Turkey’s C/A deficit seen at $3.15bn in August, year-end forecast jumps to $55.5bn

Turkey’s current account is seen recording a deficit of $3.15 billion in August, a Reuters poll showed on Wednesday,...
11 Oct, 2022

Turkey’s current account is seen recording a deficit of $3.15 billion in August, a Reuters poll showed on Wednesday, while the forecast for 2022 jumped to $55.5 billion, with economists citing an expected decline in exports and soaring energy prices.

The trade deficit, a major component of the current account balance, soared 160% in August to $11.19 billion, mainly due to Turkey’s hefty energy import bill.

In a Reuters poll, the median estimate of 13 economists for the current account deficit in August was $3.15 billion, with forecasts ranging from $2.20 billion to $3.80 billion. The median forecast for the deficit in 2022 jumped some $9 billion from last month’s poll to $55.50 billion.

Forecasts ranged between $48.50 billion and $60.00 billion.

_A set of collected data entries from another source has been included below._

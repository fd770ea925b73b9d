//! Tollgate node — entry point.
//!
//! Starts the HTTP 402 payment-challenge gateway with configuration from a
//! TOML file or defaults.

mod api;
mod config;
mod state;

use clap::Parser;
use std::net::SocketAddr;
use std::path::PathBuf;
use std::sync::Arc;
use tracing_subscriber::EnvFilter;

use tollgate_gateway::{ChallengeStore, MemoryStore, PaymentGateway, RocksStore};
use tollgate_settlement::adapters::EvmRpcClient;
use tollgate_settlement::{NetworkRegistry, SettlementVerifier};

use config::{NodeConfig, StorageBackend};
use state::AppState;

/// Tollgate Gateway Node
#[derive(Parser, Debug)]
#[command(name = "tollgate-node", version, about = "Tollgate payment-challenge gateway node")]
struct Args {
    /// Path to the configuration file (TOML).
    #[arg(short, long, default_value = "tollgate.toml")]
    config: PathBuf,

    /// Override the API port.
    #[arg(long)]
    port: Option<u16>,

    /// Override the data directory.
    #[arg(long)]
    data_dir: Option<PathBuf>,

    /// Override the log level (trace, debug, info, warn, error).
    #[arg(long, default_value = "info")]
    log_level: String,

    /// Generate a default config file and exit.
    #[arg(long)]
    init: bool,
}

#[tokio::main]
async fn main() -> anyhow::Result<()> {
    let args = Args::parse();

    // Initialize tracing
    let filter =
        EnvFilter::try_from_default_env().unwrap_or_else(|_| EnvFilter::new(&args.log_level));

    tracing_subscriber::fmt()
        .with_env_filter(filter)
        .with_target(true)
        .init();

    // Handle --init flag
    if args.init {
        let config = NodeConfig::default();
        config.save(&args.config)?;
        tracing::info!(path = %args.config.display(), "wrote default config");
        return Ok(());
    }

    // Load configuration
    let mut config = NodeConfig::load(&args.config)?;

    // Apply CLI overrides
    if let Some(port) = args.port {
        config.api.port = port;
    }
    if let Some(ref data_dir) = args.data_dir {
        config.storage.data_dir = data_dir.clone();
    }
    config.logging.level = args.log_level;

    tracing::info!("Tollgate node v{}", env!("CARGO_PKG_VERSION"));

    // Wire the gateway stack
    let store: Arc<dyn ChallengeStore> = match config.storage.backend {
        StorageBackend::Memory => Arc::new(MemoryStore::new()),
        StorageBackend::Rocksdb => Arc::new(RocksStore::open(&config.storage.data_dir)?),
    };

    let networks = Arc::new(NetworkRegistry::builtin());
    let verifier = Arc::new(SettlementVerifier::new(
        Arc::clone(&networks),
        Arc::new(EvmRpcClient::new()),
    ));
    let gateway = Arc::new(PaymentGateway::new(
        config.gateway.clone(),
        store,
        Arc::clone(&verifier),
    ));

    let app_state = Arc::new(AppState {
        gateway: Arc::clone(&gateway),
        networks,
    });

    // Periodic expiry sweep: lazy checks catch overdue records on access,
    // this task catches the ones nobody asks about.
    let sweep_interval = config.sweep.interval_secs.max(1);
    let sweep_task = {
        let gateway = Arc::clone(&gateway);
        let verifier = Arc::clone(&verifier);
        tokio::spawn(async move {
            let mut ticker =
                tokio::time::interval(std::time::Duration::from_secs(sweep_interval));
            // First tick fires immediately; skip it.
            ticker.tick().await;
            loop {
                ticker.tick().await;
                let now = chrono::Utc::now();
                let report = gateway.sweep(now).await;
                let cache_evicted = verifier.sweep_cache(now);
                tracing::debug!(
                    expired = report.expired,
                    evicted = report.evicted,
                    cache_evicted,
                    "sweep pass"
                );
            }
        })
    };

    let listen_addr: SocketAddr =
        format!("{}:{}", config.api.listen_addr, config.api.port).parse()?;

    let shutdown = async {
        tokio::signal::ctrl_c()
            .await
            .expect("failed to listen for ctrl-c");
        tracing::info!("received shutdown signal");
    };

    api::start_api_server(listen_addr, app_state, shutdown).await?;

    sweep_task.abort();
    tracing::info!("Tollgate node exited cleanly");
    Ok(())
}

Ozlem Derici Sengul, founding partner at Spinn Consulting, cited a potential further decline in exports and high energy prices for the upward revision.

“Natural gas costs are not falling and Europe is entering an energy crisis, which means it looks like our exports will fall more than expected and energy costs will continue to rise as well,” she said. The median forecast for 2022 stood at $46.19 billion in September and at $40.15 billion in August.

Ankara sees the deficit at $47.3 billion this year, according to official forecasts.

Under President Tayyip Erdogan’s economic plan, which prioritizes growth, exports and employment, with low interest rates, the central bank has cut its policy rate by 500 basis points in 2021, triggering a currency crisis that saw the lira lose 44% against the dollar that year.

Turkey’s C/A deficit seen at $3.60bn in July, more than $46bn in 2022

It cut the one-week repo rate by 200 basis points in the last two months to 12%, bringing the lira’s losses this year to 29%.

The government says Turkey’s chronic current account deficit, which stood at $14.9 billion last year, will turn to a surplus under the plan but the new forecasts, which covers 2025, do not see that happening.

Turkey’s central bank is scheduled to announce the August current account data at 0700 GMT on Oct. 11.